I’m slowly working on a book about “imperfect pilgrimages”. I have walked the Cowboy Trail in northeast Nebraska, examined the remaining boundary stones of Washington DC set in 1792 by Benjamin Banneker, examined Highway 20, our longest Main Street, meditating on what Ed Ruscha refers to as “spiritual hot spots”.
Video essayist Matthew Donaldson filmed Ed Ruscha driving to his studio. Ruscha complains about a pothole he always hits. “It irritated me no end, and finally I began to anticipate it as I was approaching it, and then I started to change my attitude toward it, and it started feeling good, and I was looking towards, looking forward, to having my left front tire roll over this little depression in the road until it registered to me as a spiritual hot spot.”
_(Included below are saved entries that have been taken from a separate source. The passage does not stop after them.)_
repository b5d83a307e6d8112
pub mod clock;
pub mod dir;
pub mod logging;
pub mod percentage;
pub mod runtime;
pub mod time;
This summer, I’m going to retrace one fork of the Underground Railroad that ends at Lake Michigan at Chicago. Chicago was a hotbed of abolitionism in 1860 and the great lake the place from which the former enslaved could disperse throughout the northern Midwest and the ultimate safe haven of Canada. From there, I’ll retrace the trail back to Montgomery, Alabama a boat passage along Gun Island Chute, which, because it is a navigable waterway connected to the Alabama River, facilitated the transportation of thousands of African enslaved people into Montgomery, and became a major center of the domestic slave trade. But first, I intend to spend a little time looking into the history of the Great Lakes and the Underground Railroad, and try to bring it home, as a modern version of the reprehensible and ridiculous Simon Legree, the ICE agents, fuckwads as foul and cowardly and faceless as any depiction of the chasing of Eliza and her kid over the ice floes with dogs, both laughable and awful.
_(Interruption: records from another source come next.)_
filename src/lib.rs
//! Daily journaling with streaks and writing statistics.
//! Notes are plain markdown files, one per day, and every statistic is recomputed from them on
//! demand, so the notes directory is the only source of truth.
//!

pub mod analytics;
pub mod cli;
pub mod config;
pub mod notes;
pub mod session;
pub mod utils;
Imagine what Eliza encountered when she made it across the Ohio River to freedom in the north—seeking a new life, she encountered a sort of multicultural composite of French, British, American, and Native American people. And let’s say specifically, Quakers, valiant. They set up a system of “freedom boats” that navigated all the Great Lakes, mostly to take people to Canada.


Though it is not data, the following anecdote does seem to be the epitome of Great Lakes Underground Railway history, a rare documented example of Native American involvement with the Underground Railroad:
In his 1849 slave narrative, Josiah Henson, upon whom Harriet Beecher Stowe based “Uncle Tom”, describes the day that was to become one of the most memorable in his life. Henson, his wife Charlotte, and their young son were trudging, lost, through the Ohio wilderness on an old War of 1812 military road after having just escaped slavery in Kentucky. Exhausted, famished, and disoriented, the family became even more alarmed when they noticed a party of Indians watching them from a distance. Henson’s wife insisted that they turn back. But since his wife was injured and the road behind them long, Henson decided that they should continue on despite trepidation about what might result from a possible encounter with the Indians. Soon the family did come upon a Native camp farther in the woods. Communities of Wyandots, Mohawks, Shawnees, and Cayugas still claimed their settlements and hunting grounds in northern Ohio where the Hensons lost their way But rather than the danger that they had feared, the family was relieved to find a hospitable welcome in what was most likely a Shawnee or Cayuga village. Met with the residents’ apparent unfamiliarity with blacks, Henson fielded a series of questions, “to make them understand what we were, and whither we were going, and what we needed.” The villagers responded by providing the sojourners with food, comfort, and a wigwam to rest in. Equally important, the Indians provided directions, telling the Hensons that the lake they sought was twenty-five miles away and sending “some of their young men to point out the place where we were to turn off.” The Henson family would later settle in the aptly named town of Dawn, Upper Canada, after traveling a route that had brought them across the Ohio River, into Indian country, and finally, across a Great Lake.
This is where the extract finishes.